Should there be any hard disk space left and you have Powerquest's tool DriveImage
that has been reviewed in the previous article (or DriveCopy from the same manufacturer
that has limited features, but also supports HPFS in the current version), I'd recommend
creating another partition to place the image files of all the other partitions
on. Formatting this partition as FAT is mandatory though, as the DOS program DriveImage
won't be able to recognize the partition and fail upon saving images otherwise.
Using these image files, restoring a damaged system in a reliable way is a matter
of few minutes and there is no need of complex re-installations of the operating
system and application software. In case repair is needed be sure to follow the
correct order of the partitions though, since the drive letters are going to differ
otherwise which will result in system inoperability. Also, the FAT partition won't
be bootable unless it is placed at the beginning of the hard disk, but this should
not be too hard to endure.
If a user has a system with two hard drives available, there are more options.
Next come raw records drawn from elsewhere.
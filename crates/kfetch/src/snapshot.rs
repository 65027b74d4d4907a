//! 快照缓冲区与格式化
//!
//! 将当前掩码与一次指标采样组合成固定 8 行的文本快照。
//! 输出写入固定容量的 [`SnapshotBuf`]，超出容量时在字符边界截断并记录。

use core::fmt::{self, Write};

use uapi::kfetch::{InfoMask, KFETCH_BUF_SIZE};

use crate::logo::LOGO;
use crate::metrics::HostMetrics;

/// 固定容量的快照缓冲区
///
/// 容量为 [`KFETCH_BUF_SIZE`] 字节。写入超出容量的内容会被丢弃并置位
/// 截断标志；丢弃发生在 UTF-8 字符边界，缓冲区内容始终是合法文本。
#[derive(Debug)]
pub struct SnapshotBuf {
    buf: [u8; KFETCH_BUF_SIZE],
    len: usize,
    truncated: bool,
}

impl SnapshotBuf {
    /// 创建空的快照缓冲区
    pub const fn new() -> Self {
        Self {
            buf: [0; KFETCH_BUF_SIZE],
            len: 0,
            truncated: false,
        }
    }

    /// 清空缓冲区，供下一次快照复用
    pub fn reset(&mut self) {
        self.len = 0;
        self.truncated = false;
    }

    /// 已写入的内容
    pub fn as_bytes(&self) -> &[u8] {
        &self.buf[..self.len]
    }

    /// 已写入的字节数
    pub fn len(&self) -> usize {
        self.len
    }

    /// 缓冲区是否为空
    pub fn is_empty(&self) -> bool {
        self.len == 0
    }

    /// 本轮写入是否发生过截断
    pub fn is_truncated(&self) -> bool {
        self.truncated
    }

    /// 追加一段文本，容量不足时在字符边界截断
    pub fn push_str(&mut self, s: &str) {
        let avail = KFETCH_BUF_SIZE - self.len;
        if s.len() <= avail {
            self.buf[self.len..self.len + s.len()].copy_from_slice(s.as_bytes());
            self.len += s.len();
            return;
        }

        let mut cut = avail;
        while cut > 0 && !s.is_char_boundary(cut) {
            cut -= 1;
        }
        self.buf[self.len..self.len + cut].copy_from_slice(&s.as_bytes()[..cut]);
        self.len += cut;
        self.truncated = true;
    }
}

impl Write for SnapshotBuf {
    fn write_str(&mut self, s: &str) -> fmt::Result {
        self.push_str(s);
        Ok(())
    }
}

/// 按掩码与指标采样渲染 8 行快照
///
/// 每行 = 一行字符画 + 一段信息。第 0 行固定为主机名，第 1 行为与主机名
/// 等长的分隔线，其余行受掩码控制，未选中时信息段为空。Uptime 行未选中时
/// 追加两个换行而不是一个，保持既有的设备输出形状。
pub fn render(mask: InfoMask, metrics: &HostMetrics, out: &mut SnapshotBuf) {
    out.reset();

    for (idx, art) in LOGO.iter().enumerate() {
        out.push_str(art);
        match idx {
            0 => {
                out.push_str(&metrics.hostname);
                out.push_str("\n");
            }
            1 => {
                for _ in 0..metrics.hostname.len() {
                    out.push_str("-");
                }
                out.push_str("\n");
            }
            2 => {
                if mask.contains(InfoMask::RELEASE) {
                    let _ = write!(out, "Kernel: {}", metrics.kernel_release);
                }
                out.push_str("\n");
            }
            3 => {
                if mask.contains(InfoMask::CPU_MODEL) {
                    let _ = write!(out, "CPU:    {}", metrics.cpu_model);
                }
                out.push_str("\n");
            }
            4 => {
                if mask.contains(InfoMask::NUM_CPUS) {
                    let _ = write!(out, "CPUs:   {} / {}", metrics.cpu_online, metrics.cpu_present);
                }
                out.push_str("\n");
            }
            5 => {
                if mask.contains(InfoMask::MEM) {
                    let _ = write!(
                        out,
                        "Mem:    {} MB / {} MB",
                        metrics.mem_free_mb, metrics.mem_total_mb
                    );
                }
                out.push_str("\n");
            }
            6 => {
                if mask.contains(InfoMask::NUM_PROCS) {
                    let _ = write!(out, "Procs:  {}", metrics.process_count);
                }
                out.push_str("\n");
            }
            _ => {
                if mask.contains(InfoMask::UPTIME) {
                    let _ = write!(out, "uptime: {} mins", metrics.uptime_minutes);
                    out.push_str("\n");
                } else {
                    out.push_str("\n\n");
                }
            }
        }
    }
}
In this case different releases of OS/2 Warp and eComStation can be installed and
operated via IBM boot manager (or a similar third-party product) - something which
is especially interesting for developers who want to test-drive their software on
several operating system versions. I am going to discuss an example for such a configuration
in the following. The machine, an IBM 9577-STG, is equipped with two SCSI controllers,
one is used to drive the two internal hard disks. Besides an older 1 GB IBM DPES-31080
hard disk, working as Fast SCSI-2, a current 9.1 GB hard disk IBM DDYS-T09170 does
its work, which follows the Ultra 3 Wide-SCSI standard. Since the SCSI bus system
has been designed in a way that slower components don't have a negative effect on
faster ones and every hard disk is run with the highest possible speed, the slower
SCSI-2 disk can't slow down the dramatically faster new hard disk. The machine's
setup in this example is the following (see figure 1): Besides the boot manager
the first, faster hard disk contains two primary partitions formatted as HPFS, namely
the system partitions for OS/2 Warp 3 and eComStation. The applications are located
in a logical drive formatted as HPFS, which can be accessed from both operating
systems. Another logical drive in this extended partition contains different DriveImage
hard disk images. This drive has been formatted with the FAT file system. The slower
second hard disk only carries a single HPFS partition on which OS/2 Warp 4.51 has
found a home. This hard disk, too, has access to the application partition on the
first hard disk resulting in a remarkable advantage in startup and operating speed
compared to storing on the slow drive. In addition, the swap file of OS/2 Warp 4.51
has been re-located from drive D: (the slow Fast SCSI-2 disk) to the faster first
disk, resulting in another speed-up.
There is no pure data partition here, because thanks to regularly updated DriveImage
files and created CD-ROM images adequate data security is ensured. Furthermore,
SCSI subsystems offer substantially better hard disk hardware with distinctly fewer
failure intervals than EIDE systems, so from my experience one can do without some
redundant systems.
Finally I would like to point out that with the right hard drive partitioning, careful configuration of the overall-system, usage of high-class components (SCSI instead of EIDE, ECC memory, etc.) and regular maintenance of each partition, an OS/2 Warp or eComStation system can be in use for several years without data loss or costly reconstruction. This is another example of "those who buy cheap buy expensive" and for the sake of data security and integrity a more costly configuration is usually preferable to that which may look cheapest first.